A sense of urgency without delay
President Obama is all over the place. ... May Hub Blog give some unsolicited PR, political and economic advice? Here goes: Do not follow or publicly articulate, under any condition, the
following line of reasoning:
When you are dealing with a stimulus of this size, there are going to be wasteful expenditures and boondoggles. There's no way anyone can spend $800 to $900 billion quickly without waste and boondoggles. It comes with the Keynesian territory. This is an emergency; the normal rules do not apply.
This, Hub Blog submits, is the real reason for so much skepticism out there -- skepticism that isn't confined to the tax-cuts-as-religion conservatives. Americans were rushed into a decision about Iraq. Look what happened. Americans were rushed into a $700 billion Wall Street bailout. Look what happened. Americans are now being rushed into something that's really more of a liberal-wish-list bill than an economic-stimulus package. There's not going to be a David Stockman who later tells us the truth about the real underlying intent of the legislation. Paul Krugman, Robert Reich and others on the left are already blabbing the truth about the bill's real intent of building a "new American economy." Those of us who watched the government's Katrina response aren't buying it. ...
This leads to my second piece of advice: Obama should start negotiations within his own party to pull this bill back to the center.

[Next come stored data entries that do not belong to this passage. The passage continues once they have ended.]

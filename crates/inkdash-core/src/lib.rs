//! Hardware-independent core library for inkdash
//!
//! This crate contains all platform-agnostic logic for the inkdash e-paper
//! dashboard: feed-to-model mapping, calendar day selection, the page layout
//! renderer (which emits draw-ops rather than touching a panel), the wake-time
//! scheduler, the battery gauge, and the per-wake cycle orchestration.
//!
//! It is `#![no_std]` with `extern crate alloc` so it compiles on both
//! embedded targets (ESP32-S3) and desktop hosts (for the simulator and tests).

#![no_std]

extern crate alloc;

pub mod battery;
pub mod config;
pub mod cycle;
pub mod day_selector;
pub mod draw;
pub mod error;
pub mod feeds;
pub mod framebuffer;
pub mod http;
pub mod json;
pub mod layout;
pub mod schedule;
pub mod session;
pub mod sntp;
pub mod text;
pub mod time;
//! Dashboard configuration.
//!
//! [`DashboardConfig`] is the raw, borrowed form: the simulator parses it
//! from a JSON file and the firmware assembles it from compile-time
//! environment variables. [`DashboardConfig::validate`] turns it into
//! [`Settings`], the checked form a wake cycle runs on.

use core::fmt::Write as _;

use serde::{Deserialize, Serialize};
use thiserror_no_std::Error;

use crate::error::UrlError;
use crate::feeds::FeedKind;
use crate::http::HttpUrl;
use crate::layout::LayoutConfig;
use crate::schedule::{DEFAULT_SLEEP_SECS, ScheduleError, SleepPlan, WakeSchedule};
use crate::time::TimeZone;

pub const DEFAULT_MAX_CONNECTION_ATTEMPTS: u32 = 20;
pub const DEFAULT_RETRY_INTERVAL_SECS: u32 = 60;
pub const DEFAULT_HTTP_TIMEOUT_SECS: u32 = 15;
/// The air-quality bridge polls its sensor over Bluetooth before answering.
pub const DEFAULT_AIR_QUALITY_TIMEOUT_SECS: u32 = 25;
pub const DEFAULT_UPDATE_INTERVAL_SECS: u32 = 1800;
pub const DEFAULT_WAKE_TIMES: &str = "05:00,12:00,18:00";
/// Shortest sleep any setting may ask for, the same floor the wake table has.
pub const MIN_SLEEP_SECS: u32 = 60;

#[derive(Error, Debug, Clone, PartialEq, Eq)]
pub enum ConfigError {
    #[error("config parse failed: {0}")]
    Parse(heapless::String<64>),
    #[error("invalid {feed:?} endpoint: {reason}")]
    InvalidUrl { feed: FeedKind, reason: UrlError },
    #[error("invalid wake schedule: {0}")]
    Schedule(ScheduleError),
    #[error("{field} of {secs} s is below the {} s minimum", MIN_SLEEP_SECS)]
    SleepTooShort { field: &'static str, secs: u32 },
}

impl From<ScheduleError> for ConfigError {
    fn from(value: ScheduleError) -> Self {
        Self::Schedule(value)
    }
}

#[derive(Serialize, Deserialize, Debug, Clone, Copy, PartialEq)]
#[serde(bound(deserialize = "'de: 'a"), default)]
pub struct DashboardConfig<'a> {
    pub internet: InternetConfig<'a>,
    pub endpoints: EndpointConfig<'a>,
    pub http_timeout_secs: u32,
    pub air_quality_timeout_secs: u32,
    /// Comma-separated `HH:MM` wake times; empty selects the fixed
    /// update interval instead.
    pub wake_times: &'a str,
    pub update_interval_secs: u32,
    /// Sleep used when the wake table is active but the time is unknown.
    pub default_sleep_secs: u32,
    pub time_zone: TimeZone,
    pub layout: LayoutConfig,
}

impl Default for DashboardConfig<'_> {
    fn default() -> Self {
        Self {
            internet: InternetConfig::default(),
            endpoints: EndpointConfig::default(),
            http_timeout_secs: DEFAULT_HTTP_TIMEOUT_SECS,
            air_quality_timeout_secs: DEFAULT_AIR_QUALITY_TIMEOUT_SECS,
            wake_times: DEFAULT_WAKE_TIMES,
            update_interval_secs: DEFAULT_UPDATE_INTERVAL_SECS,
            default_sleep_secs: DEFAULT_SLEEP_SECS,
            time_zone: TimeZone::default(),
            layout: LayoutConfig::default(),
        }
    }
}

#[derive(Serialize, Deserialize, Debug, Clone, Copy, PartialEq, Eq)]
#[serde(bound(deserialize = "'de: 'a"), default)]
pub struct InternetConfig<'a> {
    pub ssid: &'a str,
    pub password: &'a str,
    pub max_connection_attempts: u32,
    pub retry_interval_secs: u32,
}

impl Default for InternetConfig<'_> {
    fn default() -> Self {
        Self {
            ssid: "",
            password: "",
            max_connection_attempts: DEFAULT_MAX_CONNECTION_ATTEMPTS,
            retry_interval_secs: DEFAULT_RETRY_INTERVAL_SECS,
        }
    }
}

/// Feed URLs. A missing endpoint disables that feed.
#[derive(Serialize, Deserialize, Debug, Default, Clone, Copy, PartialEq, Eq)]
#[serde(bound(deserialize = "'de: 'a"), default)]
pub struct EndpointConfig<'a> {
    pub weather: Option<&'a str>,
    pub calendar: Option<&'a str>,
    pub air_quality: Option<&'a str>,
    pub heater: Option<&'a str>,
}

impl<'a> EndpointConfig<'a> {
    pub fn get(&self, kind: FeedKind) -> Option<&'a str> {
        match kind {
            FeedKind::Weather => self.weather,
            FeedKind::Calendar => self.calendar,
            FeedKind::AirQuality => self.air_quality,
            FeedKind::Heater => self.heater,
        }
    }
}

impl<'a> DashboardConfig<'a> {
    /// Parse a JSON config document. Strings are borrowed from `json`.
    pub fn from_json(json: &'a str) -> Result<Self, ConfigError> {
        serde_json::from_str(json).map_err(|err| {
            let mut message = heapless::String::new();
            // Overlong messages are cut off at capacity.
            let _ = write!(message, "{}", err);
            ConfigError::Parse(message)
        })
    }

    /// Check every field once so the cycle never has to.
    pub fn validate(&self) -> Result<Settings<'a>, ConfigError> {
        let mut endpoints = [None; FeedKind::ALL.len()];
        for kind in FeedKind::ALL {
            let Some(url) = self.endpoints.get(kind).filter(|url| !url.trim().is_empty()) else {
                log::info!("{} feed disabled, no endpoint", kind.tag());
                continue;
            };
            let url = HttpUrl::parse(url)
                .map_err(|reason| ConfigError::InvalidUrl { feed: kind, reason })?;
            endpoints[kind.index()] = Some(url);
        }

        for (field, secs) in [
            ("update_interval_secs", self.update_interval_secs),
            ("retry_interval_secs", self.internet.retry_interval_secs),
            ("default_sleep_secs", self.default_sleep_secs),
        ] {
            if secs < MIN_SLEEP_SECS {
                return Err(ConfigError::SleepTooShort { field, secs });
            }
        }

        let sleep = if self.wake_times.trim().is_empty() {
            SleepPlan::Interval {
                secs: self.update_interval_secs,
            }
        } else {
            SleepPlan::WakeTable(WakeSchedule::parse_list(self.wake_times)?)
        };

        Ok(Settings {
            ssid: self.internet.ssid,
            password: self.internet.password,
            max_connection_attempts: self.internet.max_connection_attempts.max(1),
            retry_interval_secs: self.internet.retry_interval_secs,
            endpoints,
            http_timeout_secs: self.http_timeout_secs,
            air_quality_timeout_secs: self.air_quality_timeout_secs,
            sleep,
            default_sleep_secs: self.default_sleep_secs,
            time_zone: self.time_zone,
            layout: self.layout,
        })
    }
}

/// Validated configuration.
#[derive(Debug, Clone, PartialEq)]
pub struct Settings<'a> {
    pub ssid: &'a str,
    pub password: &'a str,
    pub max_connection_attempts: u32,
    pub retry_interval_secs: u32,
    endpoints: [Option<HttpUrl<'a>>; FeedKind::ALL.len()],
    pub http_timeout_secs: u32,
    pub air_quality_timeout_secs: u32,
    pub sleep: SleepPlan,
    pub default_sleep_secs: u32,
    pub time_zone: TimeZone,
    pub layout: LayoutConfig,
}

impl<'a> Settings<'a> {
    /// Endpoint of an enabled feed.
    pub fn endpoint(&self, kind: FeedKind) -> Option<&HttpUrl<'a>> {
        self.endpoints[kind.index()].as_ref()
    }

    pub fn timeout_secs(&self, kind: FeedKind) -> u32 {
        match kind {
            FeedKind::AirQuality => self.air_quality_timeout_secs,
            _ => self.http_timeout_secs,
        }
    }
}

#[cfg(test)]
mod tests {
    use super::*;
    use crate::time::{DstRule, TimeOfDay};

    const FULL: &str = r#"{
        "internet": { "ssid": "hjemme", "password": "hemmelig", "max_connection_attempts": 5 },
        "endpoints": {
            "weather": "http://192.168.1.20:5000/weather",
            "calendar": "http://192.168.1.20:5000/bigcalendar"
        },
        "wake_times": "06:30, 15:00",
        "time_zone": { "std_offset_secs": 0, "dst": "none" },
        "layout": { "text_budget_chars": 40 }
    }"#;

    #[test]
    fn test_parse_full_config() {
        let config = DashboardConfig::from_json(FULL).unwrap();
        assert_eq!(config.internet.ssid, "hjemme");
        assert_eq!(config.internet.max_connection_attempts, 5);
        assert_eq!(config.internet.retry_interval_secs, DEFAULT_RETRY_INTERVAL_SECS);
        assert_eq!(config.endpoints.heater, None);
        assert_eq!(config.time_zone.dst, DstRule::None);
        assert_eq!(config.layout.text_budget_chars, 40);
        assert_eq!(config.layout.calendar_horizon_days, 2);

        let settings = config.validate().unwrap();
        assert!(settings.endpoint(FeedKind::Weather).is_some());
        assert!(settings.endpoint(FeedKind::AirQuality).is_none());
        assert_eq!(settings.endpoint(FeedKind::Calendar).unwrap().path, "/bigcalendar");
        assert_eq!(
            settings.sleep,
            SleepPlan::WakeTable(
                WakeSchedule::new(&[TimeOfDay::new(6, 30), TimeOfDay::new(15, 0)]).unwrap()
            )
        );
    }

    #[test]
    fn test_defaults() {
        let settings = DashboardConfig::from_json("{}").unwrap().validate().unwrap();
        assert_eq!(settings.max_connection_attempts, 20);
        assert_eq!(settings.timeout_secs(FeedKind::AirQuality), 25);
        assert_eq!(settings.timeout_secs(FeedKind::Heater), 15);
        assert_eq!(settings.time_zone, TimeZone::default());
        assert_eq!(settings.sleep.sleep_secs(Some(TimeOfDay::new(4, 59)), 1800), 60);
        assert!(FeedKind::ALL.iter().all(|kind| settings.endpoint(*kind).is_none()));
    }

    #[test]
    fn test_empty_wake_times_selects_interval() {
        let config = DashboardConfig {
            wake_times: "",
            update_interval_secs: 600,
            ..DashboardConfig::default()
        };
        let settings = config.validate().unwrap();
        assert_eq!(settings.sleep, SleepPlan::Interval { secs: 600 });
    }

    #[test]
    fn test_validation_errors() {
        let bad_url = DashboardConfig {
            endpoints: EndpointConfig {
                heater: Some("https://mill.example/rooms"),
                ..EndpointConfig::default()
            },
            ..DashboardConfig::default()
        };
        assert_eq!(
            bad_url.validate(),
            Err(ConfigError::InvalidUrl {
                feed: FeedKind::Heater,
                reason: UrlError::UnsupportedScheme,
            })
        );

        let bad_schedule = DashboardConfig {
            wake_times: "12:00,05:00",
            ..DashboardConfig::default()
        };
        assert_eq!(
            bad_schedule.validate(),
            Err(ConfigError::Schedule(ScheduleError::NotAscending { index: 1 }))
        );

        let busy_loop = DashboardConfig {
            wake_times: "",
            update_interval_secs: 0,
            ..DashboardConfig::default()
        };
        assert_eq!(
            busy_loop.validate(),
            Err(ConfigError::SleepTooShort {
                field: "update_interval_secs",
                secs: 0,
            })
        );

        let mut fast_retry = DashboardConfig::default();
        fast_retry.internet.retry_interval_secs = 59;
        assert!(matches!(
            fast_retry.validate(),
            Err(ConfigError::SleepTooShort { field: "retry_interval_secs", .. })
        ));

        assert!(matches!(
            DashboardConfig::from_json("{ \"internet\": 3 }"),
            Err(ConfigError::Parse(_))
        ));
    }
}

That'll have the almost immediate effect of picking up moderate and moderate-conservative votes. The negotiators can start with some of
these ideas. They should also look at cutting the huge amounts of money now tenatively earmarked for two of the most financially dysfunctional industries in America -- health-care and education. Those of us who have endured double-digit health care and education inflation, year after year after year, aren't buying this one either.